▸ AIM OF THE EXERCISE:
Could you reproduce the lines below from the one with "is dropped without" through the one with "pub fn ImageDropZone(on_loaded: Callback<String>)"? Keep both ends and add nothing.

----- MATERIAL TO PROCESS

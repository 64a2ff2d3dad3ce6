use contracts::domain::broker::Broker;
use leptos::prelude::*;

use super::details::BrokerDetails;
use crate::shared::components::ui::Button;
use crate::shared::icons::icon;
use crate::shared::modal::use_modal;
use crate::shared::state::use_estate_store;

/// Admin table over the broker collection. Deleting a broker referenced by
/// listings is allowed; those listings show N/A until reassigned.
#[component]
pub fn BrokerList() -> impl IntoView {
    let store = use_estate_store();
    let modal = use_modal();

    let open_editor = move |existing: Option<Broker>| {
        modal.open(move |handle| {
            let on_save = Callback::new({
                let handle = handle.clone();
                move |broker: Broker| {
                    store.save_broker(broker);
                    handle.close();
                }
            });
            let on_cancel = Callback::new({
                let handle = handle.clone();
                move |_| handle.close()
            });
            view! {
                <BrokerDetails existing=existing.clone() on_save=on_save on_cancel=on_cancel />
            }
            .into_any()
        });
    };

    view! {
        <div class="collection">
            <div class="collection__header">
                <h2 class="collection__title">"Gerenciar Corretores"</h2>
                <Button on_click=Callback::new(move |_| open_editor(None))>
                    {icon("plus-circle")}
                    <span>"Adicionar Corretor"</span>
                </Button>
            </div>
            <div class="collection__table-wrap">
                <table class="collection__table">
                    <thead>
                        <tr>
                            <th>"Nome"</th>
                            <th>"Email"</th>
                            <th>"Telefone"</th>
                            <th>"CRECI"</th>
                            <th>"Ações"</th>
                        </tr>
                    </thead>
                    <tbody>
                        <For
                            each=move || store.brokers.with(|set| set.to_vec())
                            key=|b| b.id.clone()
                            children=move |broker: Broker| {
                                let edit_target = broker.clone();
                                let delete_id = broker.id.clone();
                                view! {
                                    <tr>
                                        <td>{broker.name.clone()}</td>
                                        <td>{broker.email.clone()}</td>
                                        <td>{broker.phone.clone()}</td>
                                        <td>{broker.license_number.clone()}</td>
                                        <td>
                                            <div class="collection__actions">
                                                <button
                                                    class="collection__action collection__action--edit"
                                                    aria-label="Editar"
                                                    on:click=move |_| open_editor(Some(edit_target.clone()))
                                                >
                                                    {icon("edit")}
                                                </button>
                                                <button
                                                    class="collection__action collection__action--delete"
                                                    aria-label="Excluir"
                                                    on:click=move |_| store.delete_broker(&delete_id)
                                                >
                                                    {icon("trash")}
                                                </button>
                                            </div>
                                        </td>
                                    </tr>
                                }
                            }
                        />
                    </tbody>
                </table>
            </div>
        </div>
    }
}
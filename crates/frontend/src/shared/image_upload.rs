//! Image ingestion for the property form.
//!
//! Each picked file is decoded on its own: the bytes are read through
//! `File::array_buffer`, base64-wrapped into a self-contained `data:` URL
//! and dispatched to the draft owner as soon as that decode lands. With
//! several files in flight the completion order is not the selection order;
//! the draft appends in whatever order the decodes finish.

use base64::engine::general_purpose::STANDARD;
use base64::Engine as _;
use leptos::prelude::*;
use wasm_bindgen::JsCast;
use wasm_bindgen_futures::JsFuture;
use web_sys::{DragEvent, File, FileList, HtmlInputElement};

use crate::shared::icons::icon;

/// MIME gate: only `image/*` files are ingested.
pub fn is_image_mime(mime: &str) -> bool {
    mime.starts_with("image/")
}

pub fn to_data_url(mime: &str, bytes: &[u8]) -> String {
    format!("data:{};base64,{}", mime, STANDARD.encode(bytes))
}

/// Read one file into an embeddable data URL.
pub async fn file_to_data_url(file: File) -> Result<String, String> {
    let buffer = JsFuture::from(file.array_buffer())
        .await
        .map_err(|e| format!("falha ao ler {}: {:?}", file.name(), e))?;
    let bytes = js_sys::Uint8Array::new(&buffer).to_vec();
    Ok(to_data_url(&file.type_(), &bytes))
}

fn ingest_files(files: FileList, on_loaded: Callback<String>) {
    for i in 0..files.length() {
        let Some(file) = files.get(i) else { continue };
        if !is_image_mime(&file.type_()) {
            log::debug!("skipping non-image file {}", file.name());
            continue;
        }
        // Independent decode per file; a failed one is dropped without
        // touching the draft.
        leptos::task::spawn_local(async move {
            match file_to_data_url(file).await {
                Ok(url) => on_loaded.run(url),
                Err(e) => log::warn!("image decode failed: {e}"),
            }
        });
    }
}

/// Click-to-pick / drag-and-drop surface. Emits one `on_loaded` per decoded
/// image; removal and ordering are the draft owner's business.
#[component]
pub fn ImageDropZone(on_loaded: Callback<String>) -> impl IntoView {
    let handle_change = move |ev: leptos::ev::Event| {
        let input = ev
            .target()
            .and_then(|t| t.dyn_into::<HtmlInputElement>().ok());
        if let Some(input) = input {
            if let Some(files) = input.files() {
                ingest_files(files, on_loaded);
            }
            // Allow re-picking the same file.
            input.set_value("");
        }
    };

    let handle_drop = move |ev: DragEvent| {
        ev.prevent_default();
        ev.stop_propagation();
        if let Some(files) = ev.data_transfer().and_then(|dt| dt.files()) {
            ingest_files(files, on_loaded);
        }
    };

    let swallow_drag = |ev: DragEvent| {
        ev.prevent_default();
        ev.stop_propagation();
    };

    view! {
        <label
            class="upload-zone"
            on:dragover=swallow_drag
            on:dragenter=swallow_drag
            on:drop=handle_drop
        >
            {icon("upload-cloud")}
            <p class="upload-zone__hint">
                <span class="upload-zone__hint-strong">"Clique para enviar"</span>
                " ou arraste e solte"
            </p>
            <p class="upload-zone__formats">"PNG, JPG, WEBP, etc."</p>
            <input
                type="file"
                multiple
                accept="image/*"
                class="upload-zone__input"
                on:change=handle_change
            />
        </label>
    }
}

#[cfg(test)]
mod tests {
    use super::*;

    #[test]
    fn mime_gate_accepts_only_images() {
        assert!(is_image_mime("image/png"));
        assert!(is_image_mime("image/webp"));
        assert!(!is_image_mime("application/pdf"));
        assert!(!is_image_mime("text/html"));
        assert!(!is_image_mime(""));
    }

    #[test]
    fn data_url_embeds_mime_and_base64_payload() {
        let url = to_data_url("image/png", b"abc");
        assert_eq!(url, "data:image/png;base64,YWJj");
    }
}
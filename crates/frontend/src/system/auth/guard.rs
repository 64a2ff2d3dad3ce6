use leptos::prelude::*;
use leptos_router::components::Redirect;

use super::session::use_session;

/// Gates the admin route: anonymous visitors land on the login page and come
/// back through it.
#[component]
pub fn RequireAuth(children: ChildrenFn) -> impl IntoView {
    let session = use_session();

    view! {
        <Show
            when=move || session.is_authenticated()
            fallback=|| view! { <Redirect path="/login" /> }
        >
            {children()}
        </Show>
    }
}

----------

▸ TASK OUTPUT:
        // Independent decode per file; a failed one is dropped without
        // touching the draft.
        leptos::task::spawn_local(async move {
            match file_to_data_url(file).await {
                Ok(url) => on_loaded.run(url),
                Err(e) => log::warn!("image decode failed: {e}"),
            }
        });
    }
}

/// Click-to-pick / drag-and-drop surface. Emits one `on_loaded` per decoded
/// image; removal and ordering are the draft owner's business.
#[component]
pub fn ImageDropZone(on_loaded: Callback<String>) -> impl IntoView {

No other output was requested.